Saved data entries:
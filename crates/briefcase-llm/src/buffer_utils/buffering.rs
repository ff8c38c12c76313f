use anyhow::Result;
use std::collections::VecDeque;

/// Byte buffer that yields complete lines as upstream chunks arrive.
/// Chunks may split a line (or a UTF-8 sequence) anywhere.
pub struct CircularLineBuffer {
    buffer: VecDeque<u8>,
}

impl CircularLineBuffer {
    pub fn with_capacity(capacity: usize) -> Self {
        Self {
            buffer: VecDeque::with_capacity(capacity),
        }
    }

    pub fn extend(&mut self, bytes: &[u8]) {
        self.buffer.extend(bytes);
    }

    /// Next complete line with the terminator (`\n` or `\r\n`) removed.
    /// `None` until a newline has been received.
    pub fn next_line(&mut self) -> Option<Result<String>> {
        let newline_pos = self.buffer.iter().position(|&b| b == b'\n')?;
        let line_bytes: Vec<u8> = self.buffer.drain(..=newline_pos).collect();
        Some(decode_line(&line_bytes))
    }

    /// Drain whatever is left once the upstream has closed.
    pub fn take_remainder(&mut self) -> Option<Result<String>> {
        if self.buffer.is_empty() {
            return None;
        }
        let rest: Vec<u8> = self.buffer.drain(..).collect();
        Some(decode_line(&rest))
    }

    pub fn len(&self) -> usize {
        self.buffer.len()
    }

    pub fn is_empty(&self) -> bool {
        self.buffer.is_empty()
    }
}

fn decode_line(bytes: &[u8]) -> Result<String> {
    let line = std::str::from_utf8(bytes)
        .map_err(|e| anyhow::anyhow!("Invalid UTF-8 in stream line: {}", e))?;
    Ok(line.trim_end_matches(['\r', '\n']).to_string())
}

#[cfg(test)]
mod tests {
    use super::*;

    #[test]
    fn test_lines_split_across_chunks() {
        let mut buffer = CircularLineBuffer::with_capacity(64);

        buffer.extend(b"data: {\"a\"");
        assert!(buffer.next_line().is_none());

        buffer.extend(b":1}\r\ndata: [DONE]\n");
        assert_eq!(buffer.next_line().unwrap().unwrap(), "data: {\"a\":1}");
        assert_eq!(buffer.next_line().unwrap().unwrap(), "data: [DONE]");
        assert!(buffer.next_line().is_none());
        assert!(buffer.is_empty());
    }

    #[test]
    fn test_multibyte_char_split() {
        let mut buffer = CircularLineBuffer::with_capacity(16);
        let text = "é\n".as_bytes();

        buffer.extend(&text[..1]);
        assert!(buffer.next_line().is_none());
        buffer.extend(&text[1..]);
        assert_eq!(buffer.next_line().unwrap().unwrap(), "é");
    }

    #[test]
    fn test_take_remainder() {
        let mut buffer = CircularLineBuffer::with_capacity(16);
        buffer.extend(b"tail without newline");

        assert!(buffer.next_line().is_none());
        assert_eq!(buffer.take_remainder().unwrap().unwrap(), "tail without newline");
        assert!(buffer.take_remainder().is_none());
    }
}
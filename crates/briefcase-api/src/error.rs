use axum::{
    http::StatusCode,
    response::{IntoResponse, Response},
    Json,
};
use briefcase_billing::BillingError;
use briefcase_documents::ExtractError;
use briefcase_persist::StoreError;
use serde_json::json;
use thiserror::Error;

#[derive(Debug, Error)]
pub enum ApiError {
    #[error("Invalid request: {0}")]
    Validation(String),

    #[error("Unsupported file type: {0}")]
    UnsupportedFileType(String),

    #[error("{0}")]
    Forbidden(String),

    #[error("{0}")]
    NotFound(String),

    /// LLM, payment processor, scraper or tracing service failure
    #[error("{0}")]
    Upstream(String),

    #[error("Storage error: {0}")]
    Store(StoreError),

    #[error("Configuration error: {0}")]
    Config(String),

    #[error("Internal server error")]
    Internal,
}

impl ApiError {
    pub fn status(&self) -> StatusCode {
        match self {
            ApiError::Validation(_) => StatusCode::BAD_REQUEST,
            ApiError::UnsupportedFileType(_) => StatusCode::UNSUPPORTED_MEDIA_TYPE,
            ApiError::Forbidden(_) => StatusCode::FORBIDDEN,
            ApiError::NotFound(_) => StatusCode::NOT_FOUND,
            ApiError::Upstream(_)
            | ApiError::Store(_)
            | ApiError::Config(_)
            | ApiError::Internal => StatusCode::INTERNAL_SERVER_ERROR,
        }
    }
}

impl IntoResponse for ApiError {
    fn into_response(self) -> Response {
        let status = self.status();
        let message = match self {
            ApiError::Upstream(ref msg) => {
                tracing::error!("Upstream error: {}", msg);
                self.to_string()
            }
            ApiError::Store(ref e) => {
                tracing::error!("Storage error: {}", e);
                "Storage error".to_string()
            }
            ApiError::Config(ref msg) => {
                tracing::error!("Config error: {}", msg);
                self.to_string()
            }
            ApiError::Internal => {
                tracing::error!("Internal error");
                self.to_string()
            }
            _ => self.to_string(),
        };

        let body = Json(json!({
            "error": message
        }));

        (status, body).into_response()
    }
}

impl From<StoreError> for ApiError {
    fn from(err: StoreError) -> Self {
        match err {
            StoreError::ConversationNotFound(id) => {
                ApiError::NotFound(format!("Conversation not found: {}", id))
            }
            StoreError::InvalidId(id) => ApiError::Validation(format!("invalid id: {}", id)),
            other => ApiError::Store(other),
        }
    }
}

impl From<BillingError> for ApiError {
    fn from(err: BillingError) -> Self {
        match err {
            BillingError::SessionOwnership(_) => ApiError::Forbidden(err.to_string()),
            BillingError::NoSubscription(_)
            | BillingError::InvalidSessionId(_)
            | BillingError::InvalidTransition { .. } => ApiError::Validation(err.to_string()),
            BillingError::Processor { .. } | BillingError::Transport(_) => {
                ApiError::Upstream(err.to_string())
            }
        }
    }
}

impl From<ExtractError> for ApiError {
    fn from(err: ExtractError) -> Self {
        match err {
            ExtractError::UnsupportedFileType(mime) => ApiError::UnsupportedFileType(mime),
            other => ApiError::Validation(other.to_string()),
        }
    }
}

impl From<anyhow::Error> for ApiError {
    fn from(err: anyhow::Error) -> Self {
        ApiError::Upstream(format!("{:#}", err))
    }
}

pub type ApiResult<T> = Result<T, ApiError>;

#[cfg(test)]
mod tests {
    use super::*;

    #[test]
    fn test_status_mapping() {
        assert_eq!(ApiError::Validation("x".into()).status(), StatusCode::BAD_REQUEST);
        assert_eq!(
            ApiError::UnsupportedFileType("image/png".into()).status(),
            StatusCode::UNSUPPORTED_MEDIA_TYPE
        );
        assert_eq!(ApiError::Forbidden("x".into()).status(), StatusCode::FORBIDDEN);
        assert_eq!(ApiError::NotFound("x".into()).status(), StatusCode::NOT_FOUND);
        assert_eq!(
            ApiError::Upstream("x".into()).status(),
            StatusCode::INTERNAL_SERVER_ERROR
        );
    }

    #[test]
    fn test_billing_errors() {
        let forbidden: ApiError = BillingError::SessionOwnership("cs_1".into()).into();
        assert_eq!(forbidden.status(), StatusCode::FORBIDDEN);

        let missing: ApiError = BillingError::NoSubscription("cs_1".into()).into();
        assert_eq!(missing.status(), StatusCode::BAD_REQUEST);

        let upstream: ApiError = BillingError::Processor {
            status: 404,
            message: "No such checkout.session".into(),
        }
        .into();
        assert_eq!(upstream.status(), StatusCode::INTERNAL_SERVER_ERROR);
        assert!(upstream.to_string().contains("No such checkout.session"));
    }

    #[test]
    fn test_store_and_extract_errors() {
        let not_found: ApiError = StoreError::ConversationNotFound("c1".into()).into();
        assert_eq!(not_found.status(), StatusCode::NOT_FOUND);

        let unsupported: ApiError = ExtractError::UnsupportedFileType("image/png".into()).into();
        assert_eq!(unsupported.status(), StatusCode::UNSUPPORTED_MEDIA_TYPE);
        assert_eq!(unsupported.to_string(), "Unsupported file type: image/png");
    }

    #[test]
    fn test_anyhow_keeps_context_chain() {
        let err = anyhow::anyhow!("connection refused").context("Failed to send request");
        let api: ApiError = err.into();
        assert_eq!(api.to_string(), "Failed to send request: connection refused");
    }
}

* [EXERCISE]: Scan the records for the word "rest" and copy every line where it is found.

* [TASK ANSWER]:
        let rest: Vec<u8> = self.buffer.drain(..).collect();
        Some(decode_line(&rest))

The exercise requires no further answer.